Work to be completed> Work through the entries below and report how many lines include "fields". The number alone is the answer.

Task input>

┏━━

/// Reads an `HmLabel ~l m` and compares it bit by bit with `expected`.
/// Returns `Some(l)` on a match, `None` on the first differing bit.
fn match_label(
    s: &mut CellSlice<'_>,
    m: usize,
    expected: impl Fn(usize) -> bool,
) -> Result<Option<usize>, DecodeError> {
    let mut matches = true;
    let len = if !s.load_bit()? {
        // hml_short$0: unary length then the bits
        let mut len = 0usize;
        while s.load_bit()? {
            len += 1;
            if len > m {
                return Err(DecodeError::Dictionary(format!(
                    "short label of {len} bits exceeds {m}"
                )));
            }
        }
        for i in 0..len {
            matches &= s.load_bit()? == expected(i);
        }
        len
    } else if !s.load_bit()? {
        // hml_long$10
        let len = s.load_uint(bit_width(m))? as usize;
        if len > m {
            return Err(DecodeError::Dictionary(format!(
                "long label of {len} bits exceeds {m}"
            )));
        }
        for i in 0..len {
            matches &= s.load_bit()? == expected(i);
        }
        len
    } else {
        // hml_same$11
        let v = s.load_bit()?;
        let len = s.load_uint(bit_width(m))? as usize;
        if len > m {
            return Err(DecodeError::Dictionary(format!(
                "same label of {len} bits exceeds {m}"
            )));
        }
        for i in 0..len {
            matches &= v == expected(i);
        }
        len
    };
    Ok(matches.then_some(len))
}

/// Every cell may be visited once. Shard trees never share subtrees, and a
/// shared one would let a small payload expand exponentially.
fn walk_bin_tree(
    root: CellSlice<'_>,
    workchain: i32,
) -> Result<Vec<ShardDescriptor>, DecodeError> {
    let mut out = Vec::new();
    let mut seen = HashSet::new();
    let mut stack = vec![(root, 0usize)];
    while let Some((mut node, depth)) = stack.pop() {
        if depth > MAX_BIN_TREE_DEPTH {
            return Err(DecodeError::TooDeep(MAX_BIN_TREE_DEPTH));
        }
        if !seen.insert(node.cell_index()) {
            return Err(DecodeError::SharedCell(node.cell_index()));
        }
        if node.load_bit()? {
            let left = node.load_ref()?;
            let right = node.load_ref()?;
            stack.push((right, depth + 1));
            stack.push((left, depth + 1));
        } else {
            out.push(read_descriptor(&mut node, workchain)?);
        }
    }
    Ok(out)
}

fn read_descriptor(
    s: &mut CellSlice<'_>,
    workchain: i32,
) -> Result<ShardDescriptor, DecodeError> {
    let tag = s.load_uint(4)?;
    if tag != TAG_SHARD_DESCR && tag != TAG_SHARD_DESCR_NEW {
        return Err(DecodeError::BadTag(tag));
    }
    let seqno = s.load_uint(32)? as u32;
    // reg_mc_seqno, start_lt, end_lt
    s.skip_bits(32 + 64 + 64)?;
    let root_hash = s.load_bytes::<32>()?;
    let file_hash = s.load_bytes::<32>()?;
    // before_split, before_merge, want_split, want_merge, nx_cc_updated,
    // flags, next_catchain_seqno
    s.skip_bits(5 + 3 + 32)?;
    let shard = s.load_int(64)?;
    Ok(ShardDescriptor {
        workchain,
        shard,
        seqno,
        root_hash,
        file_hash,
    })
}

/// Shape of a shard bin-tree, used to produce shard-list payloads.
#[derive(Debug, Clone)]
pub enum ShardTree {
    Leaf(ShardDescriptor),
    Fork(Box<ShardTree>, Box<ShardTree>),
}

impl ShardTree {
    pub fn fork(left: ShardTree, right: ShardTree) -> Self {
        ShardTree::Fork(Box::new(left), Box::new(right))
    }
}

/// Serializes a shard tree as a `getAllShardsInfo` payload holding a single
/// workchain entry. Inverse of [`ShardDecoder::decode`] for the fields it
/// reads; skipped fields are written as zero.
pub fn encode_shard_list(
    workchain: i32,
    tree: &ShardTree,
) -> Result<Vec<u8>, DecodeError> {
    let tree_cell = encode_tree(tree, 0)?;
    let key_bits = SHARD_DICT_KEY_BITS;
    let edge = write_label(CellBuilder::new(), workchain as i64, key_bits)
        .store_ref(tree_cell)
        .build()?;
    let root = CellBuilder::new().store_bit(true).store_ref(edge).build()?;
    Ok(serialize_boc(&root, true))
}

fn encode_tree(
    tree: &ShardTree,
    depth: usize,
) -> Result<BuiltCell, DecodeError> {
    if depth > MAX_BIN_TREE_DEPTH {
        return Err(DecodeError::TooDeep(MAX_BIN_TREE_DEPTH));
    }
    match tree {
        ShardTree::Leaf(d) => {
            write_descriptor(CellBuilder::new().store_bit(false), d).build()
        }
        ShardTree::Fork(l, r) => CellBuilder::new()
            .store_bit(true)
            .store_ref(encode_tree(l, depth + 1)?)
            .store_ref(encode_tree(r, depth + 1)?)
            .build(),
    }
}

fn write_descriptor(b: CellBuilder, d: &ShardDescriptor) -> CellBuilder {
    b.store_uint(TAG_SHARD_DESCR, 4)
        .store_uint(d.seqno as u64, 32)
        .store_uint(0, 32)
        .store_uint(0, 64)
        .store_uint(0, 64)
        .store_bytes(&d.root_hash)
        .store_bytes(&d.file_hash)
        .store_uint(0, 5 + 3)
        .store_uint(0, 32)
        .store_int(d.shard, 64)
}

┗━━

The answer> 2